A Certain Financial Services Company, 2011
You know me. I can find trouble with a camera just by walking down the street. Which is exactly what I was doing when I took the picture shown above. I was walking up Vanderbilt Avenue in New York. I noticed this building and admired the clean lines of the entry way and the warm light indoors.
Normally, I might have taken this picture and later discarded it. There’s not much of a story in it. There’s little I’d want to keep.
But not this time. There’s principle involved here!
Just as I lifted the camera to take this picture, a security guard stepped out from the curb behind me and attempted to put his hand in front of the camera. When I recoiled, I got a reproachful wag of the finger and was told that I shouldn’t be taking this picture.
Huh?
The building in this scene happens to be the headquarters of a very large financial services corporation that’s been taking a lot of heat lately. I won’t name the company—though there are two conspicuous cues in the picture—because whoever owns this building had absolutely nothing to do with why I photographed it. I photographed it because it’s a wonderful example of 1960s corporate design from Skidmore, Owings & Merrill. It was originally the headquarters of Union Carbide and is still know by some as the Union Carbide Building. It served as the headquarters of the Worldwide Wicket Company in the 1967 movie How to Success in Business Without Really Trying. So it’s not exactly a shrinking violet when it comes to being photographed.
Perhaps the security guard, an imposing man in a tailored suit, thought I was hoping to catch some kind of corporate malfeasance with my camera. Nothing could have been farther from the truth, of course. And even if it had been my motive I wasn’t photographing anything that wasn’t visible to the thousands of other people who walked by this same place and looked into these same windows on the Saturday morning I was there.

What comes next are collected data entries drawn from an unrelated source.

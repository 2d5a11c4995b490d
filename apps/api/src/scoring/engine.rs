//! Weighted multi-factor scoring of a fused profile against catalog
//! entities.
//!
//! Every factor is normalized to [0, 1] before weighting and the weights sum
//! to 1.0, so the final score needs no rescaling. Course scoring drops the
//! location factor and renormalizes the remaining weights. Each `score_*`
//! call is pure: identical inputs and configuration produce an identical
//! `MatchResult`.

use std::collections::BTreeSet;

use thiserror::Error;
use tracing::warn;
use uuid::Uuid;

use crate::fusion::FusedProfile;
use crate::models::catalog::{Course, JobPosting};
use crate::models::recommendation::{rank, MatchResult};
use crate::scoring::career::CareerLevel;
use crate::taxonomy::{normalize_skill, Taxonomy};

#[derive(Debug, Error)]
pub enum ScoringError {
    #[error("catalog entity {id} is invalid: {reason}")]
    InvalidCatalogEntity { id: Uuid, reason: String },
}

/// One scored dimension, carried until explanations are assembled.
struct Factor {
    weight: f64,
    value: f64,
    reason: Option<String>,
}

impl Factor {
    fn contribution(&self) -> f64 {
        self.weight * self.value
    }
}

/// Scores a profile against a job posting.
pub fn score_job(
    profile: &FusedProfile,
    job: &JobPosting,
    taxonomy: &Taxonomy,
) -> Result<MatchResult, ScoringError> {
    let required = normalized_skill_set(&job.required_skills);
    if required.is_empty() {
        return Err(ScoringError::InvalidCatalogEntity {
            id: job.id,
            reason: "no required skills declared".to_string(),
        });
    }

    let weights = &taxonomy.weights;
    let skill = skill_factor(profile, &required, weights.skills, taxonomy);
    let experience = experience_factor(profile, &job.level, weights.experience);
    let industry = industry_factor(profile, &job.industry, weights.industry, taxonomy);
    let location = location_factor(profile, job, weights.location);

    let matching = skill.matching.clone();
    let gaps = skill.gaps.clone();
    let factors = vec![skill.factor, experience, industry, location];

    Ok(assemble(job.id, factors, matching, gaps, None, taxonomy))
}

/// Scores a profile against a course. `aggregate_gaps` is the gap set the
/// caller computed from prior job scoring; this function performs no job
/// lookups of its own.
pub fn score_course(
    profile: &FusedProfile,
    course: &Course,
    aggregate_gaps: &BTreeSet<String>,
    taxonomy: &Taxonomy,
) -> Result<MatchResult, ScoringError> {
    let taught = normalized_skill_set(&course.skills_taught);
    if taught.is_empty() {
        return Err(ScoringError::InvalidCatalogEntity {
            id: course.id,
            reason: "no skills taught declared".to_string(),
        });
    }

    // Renormalize over the factors that apply to courses.
    let weights = &taxonomy.weights;
    let applicable = weights.skills + weights.experience + weights.industry;
    let (w_skills, w_exp, w_ind) = if applicable > 0.0 {
        (
            weights.skills / applicable,
            weights.experience / applicable,
            weights.industry / applicable,
        )
    } else {
        (0.0, 0.0, 0.0)
    };

    let skill = skill_factor(profile, &taught, w_skills, taxonomy);
    let experience = experience_factor(profile, &course.level, w_exp);
    let industry = industry_factor(profile, &course.category, w_ind, taxonomy);

    let gaps_addressed: BTreeSet<String> =
        aggregate_gaps.intersection(&taught).cloned().collect();

    let matching = skill.matching.clone();
    let gaps = skill.gaps.clone();
    let factors = vec![skill.factor, experience, industry];

    let mut result = assemble(
        course.id,
        factors,
        matching,
        gaps,
        Some(gaps_addressed.clone()),
        taxonomy,
    );
    if !gaps_addressed.is_empty() {
        let named: Vec<&str> = gaps_addressed.iter().take(3).map(String::as_str).collect();
        result.explanation.push(format!(
            "Closes {} skill gap(s): {}",
            gaps_addressed.len(),
            named.join(", ")
        ));
    }
    if let Some(impact) = category_impact(&course.category) {
        result.explanation.push(impact.to_string());
    }
    Ok(result)
}

/// Career-impact blurb keyed off the course category.
fn category_impact(category: &str) -> Option<&'static str> {
    let category = category.to_lowercase();
    if category.contains("data") {
        Some("Develops data analysis and insight skills")
    } else if category.contains("cloud") || category.contains("devops") {
        Some("Builds modern cloud and infrastructure skills")
    } else if category.contains("security") {
        Some("Strengthens security expertise")
    } else if category.contains("leadership") || category.contains("management") {
        Some("Enhances leadership and management capabilities")
    } else if category.contains("software")
        || category.contains("programming")
        || category.contains("web")
    {
        Some("Strengthens core engineering expertise")
    } else {
        None
    }
}

/// Scores every job, skipping invalid entries with a warning, and returns
/// results ordered by `(score desc, id asc)`. Entries below the relevance
/// cutoff are dropped; top-K truncation is the caller's concern.
pub fn rank_jobs(
    profile: &FusedProfile,
    jobs: &[JobPosting],
    taxonomy: &Taxonomy,
) -> Vec<MatchResult> {
    let mut results: Vec<MatchResult> = jobs
        .iter()
        .filter_map(|job| match score_job(profile, job, taxonomy) {
            Ok(result) => Some(result),
            Err(e) => {
                warn!("Skipping job during scoring: {e}");
                None
            }
        })
        .filter(|r| r.score >= taxonomy.thresholds.min_relevance)
        .collect();
    rank(&mut results);
    results
}

/// Course counterpart of [`rank_jobs`].
pub fn rank_courses(
    profile: &FusedProfile,
    courses: &[Course],
    aggregate_gaps: &BTreeSet<String>,
    taxonomy: &Taxonomy,
) -> Vec<MatchResult> {
    let mut results: Vec<MatchResult> = courses
        .iter()
        .filter_map(
            |course| match score_course(profile, course, aggregate_gaps, taxonomy) {
                Ok(result) => Some(result),
                Err(e) => {
                    warn!("Skipping course during scoring: {e}");
                    None
                }
            },
        )
        .filter(|r| r.score >= taxonomy.thresholds.min_relevance)
        .collect();
    rank(&mut results);
    results
}

/// Union of the skill gaps across a set of job results, used as the input
/// gap set for course scoring.
pub fn aggregate_gaps(results: &[MatchResult]) -> BTreeSet<String> {
    results
        .iter()
        .flat_map(|r| r.skill_gaps.iter().cloned())
        .collect()
}

struct SkillFactor {
    factor: Factor,
    matching: BTreeSet<String>,
    gaps: BTreeSet<String>,
}

fn normalized_skill_set(skills: &[String]) -> BTreeSet<String> {
    skills
        .iter()
        .map(|s| normalize_skill(s))
        .filter(|s| !s.is_empty())
        .collect()
}

/// Skill overlap against the entity's skill set, with a capped bonus for
/// profile skills outside the set that share a category with it.
fn skill_factor(
    profile: &FusedProfile,
    required: &BTreeSet<String>,
    weight: f64,
    taxonomy: &Taxonomy,
) -> SkillFactor {
    let empty = BTreeSet::new();
    let profile_skills = profile
        .profile
        .skills
        .as_ref()
        .map(|f| &f.value)
        .unwrap_or(&empty);

    let matching: BTreeSet<String> = profile_skills.intersection(required).cloned().collect();
    let gaps: BTreeSet<String> = required.difference(profile_skills).cloned().collect();

    let base = matching.len() as f64 / required.len() as f64;

    let required_categories: BTreeSet<&str> = required
        .iter()
        .filter_map(|s| taxonomy.categorize(s))
        .collect();
    let adjacent = profile_skills
        .difference(required)
        .filter_map(|s| taxonomy.categorize(s))
        .filter(|c| required_categories.contains(c))
        .count();
    let bonus = (adjacent as f64 * taxonomy.thresholds.adjacent_bonus_step)
        .min(taxonomy.thresholds.adjacent_bonus_cap);

    let value = (base + bonus).min(1.0);

    let reason = if !matching.is_empty() {
        let adjective = if value > 0.7 {
            "Strong"
        } else if value > 0.4 {
            "Good"
        } else {
            "Partial"
        };
        Some(format!(
            "{adjective} skill match: {} matching skills",
            matching.len()
        ))
    } else if adjacent > 0 {
        Some("Adjacent expertise in related skill categories".to_string())
    } else {
        None
    };

    SkillFactor {
        factor: Factor {
            weight,
            value,
            reason,
        },
        matching,
        gaps,
    }
}

/// Ordinal distance between the profile's career level and the entity's
/// declared level: exact 1.0, one step 0.6, further 0.2.
fn experience_factor(profile: &FusedProfile, level_tag: &str, weight: f64) -> Factor {
    let entity_level = CareerLevel::from_tag(level_tag);
    let value = match entity_level {
        Some(entity_level) => {
            let distance = profile
                .career_level
                .value
                .ordinal()
                .abs_diff(entity_level.ordinal());
            match distance {
                0 => 1.0,
                1 => 0.6,
                _ => 0.2,
            }
        }
        // No declared level to compare against; score as one step off.
        None => 0.6,
    };

    let reason = if value >= 1.0 {
        Some("Experience level aligns well".to_string())
    } else if value >= 0.6 && entity_level.is_some() {
        Some("Experience level is one step from the target".to_string())
    } else {
        None
    };

    Factor {
        weight,
        value,
        reason,
    }
}

fn industry_factor(
    profile: &FusedProfile,
    entity_industry: &str,
    weight: f64,
    taxonomy: &Taxonomy,
) -> Factor {
    let entity_industry = entity_industry.trim();
    let inferred = taxonomy.infer_industry(&profile.profile.inference_text());

    let (value, reason) = match (&inferred, entity_industry.is_empty()) {
        (Some(profile_industry), false) => {
            if profile_industry.eq_ignore_ascii_case(entity_industry) {
                (1.0, Some(format!("Industry match: {entity_industry}")))
            } else if taxonomy.industries_related(profile_industry, entity_industry) {
                (
                    taxonomy.thresholds.industry_partial,
                    Some("Related industry background".to_string()),
                )
            } else {
                (0.0, None)
            }
        }
        _ => (0.0, None),
    };

    Factor {
        weight,
        value,
        reason,
    }
}

/// Jobs only. Remote roles are compatible with any profile location; on-site
/// roles need a location match. Jobs without location data contribute
/// nothing to the score.
fn location_factor(profile: &FusedProfile, job: &JobPosting, weight: f64) -> Factor {
    if job.remote {
        return Factor {
            weight,
            value: 1.0,
            reason: Some("Remote-friendly role".to_string()),
        };
    }

    let job_location = job.location.trim().to_lowercase();
    if job_location.is_empty() {
        return Factor {
            weight,
            value: 0.0,
            reason: None,
        };
    }

    let profile_location = profile
        .profile
        .location
        .as_ref()
        .map(|f| f.value.trim().to_lowercase());

    let matched = profile_location
        .as_ref()
        .map(|loc| loc.contains(&job_location) || job_location.contains(loc.as_str()))
        .unwrap_or(false);

    Factor {
        weight,
        value: if matched { 1.0 } else { 0.0 },
        reason: matched.then(|| "Location compatible".to_string()),
    }
}

fn assemble(
    entity_id: Uuid,
    mut factors: Vec<Factor>,
    matching_skills: BTreeSet<String>,
    skill_gaps: BTreeSet<String>,
    skill_gaps_addressed: Option<BTreeSet<String>>,
    taxonomy: &Taxonomy,
) -> MatchResult {
    let score = factors
        .iter()
        .map(Factor::contribution)
        .sum::<f64>()
        .clamp(0.0, 1.0);

    // Strongest contribution explains itself first.
    factors.sort_by(|a, b| {
        b.contribution()
            .partial_cmp(&a.contribution())
            .unwrap_or(std::cmp::Ordering::Equal)
    });
    let explanation = factors
        .into_iter()
        .filter(|f| f.contribution() >= taxonomy.thresholds.explanation_min)
        .filter_map(|f| f.reason)
        .collect();

    MatchResult {
        entity_id,
        score,
        matching_skills,
        skill_gaps,
        explanation,
        skill_gaps_addressed,
    }
}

So you’ll just have to forgive me today for having no more story nor reason to show this picture than to thumb my nose at the security guard and his employer.
The laws regarding the photography of privately owned places aren’t as cut and dry as you might think. Many people believe that if you take a picture of a private structure—i.e. a residence or even a big commercial building like this—you are free to do what you like with it. However, even if you’re standing in a very public place when you take a picture of a privately owned building, you do not have the right to market that photo for commercial purposes without the permission of the building owner.
I do not intend to make any commercial use of this image. No money was paid for this mention. So there, Mr. Security Guard!
haaa! Reminds me of when I was at the Bellagio in Vegas once. I asked a security guard if I could take a photo in one of the game rooms, and he said as long as it wasn't a video, I could. So I started snapping away from a distance, and then another guard stopped me and began reprimanding me. I figured they were afraid I was planning my next counting cards venture, or something equally nefarious, but what he said to me was "A lot of the folks who play here are with people other than their own spouses, you know, and we don't want them to be discovered on film somewhere." ????!!!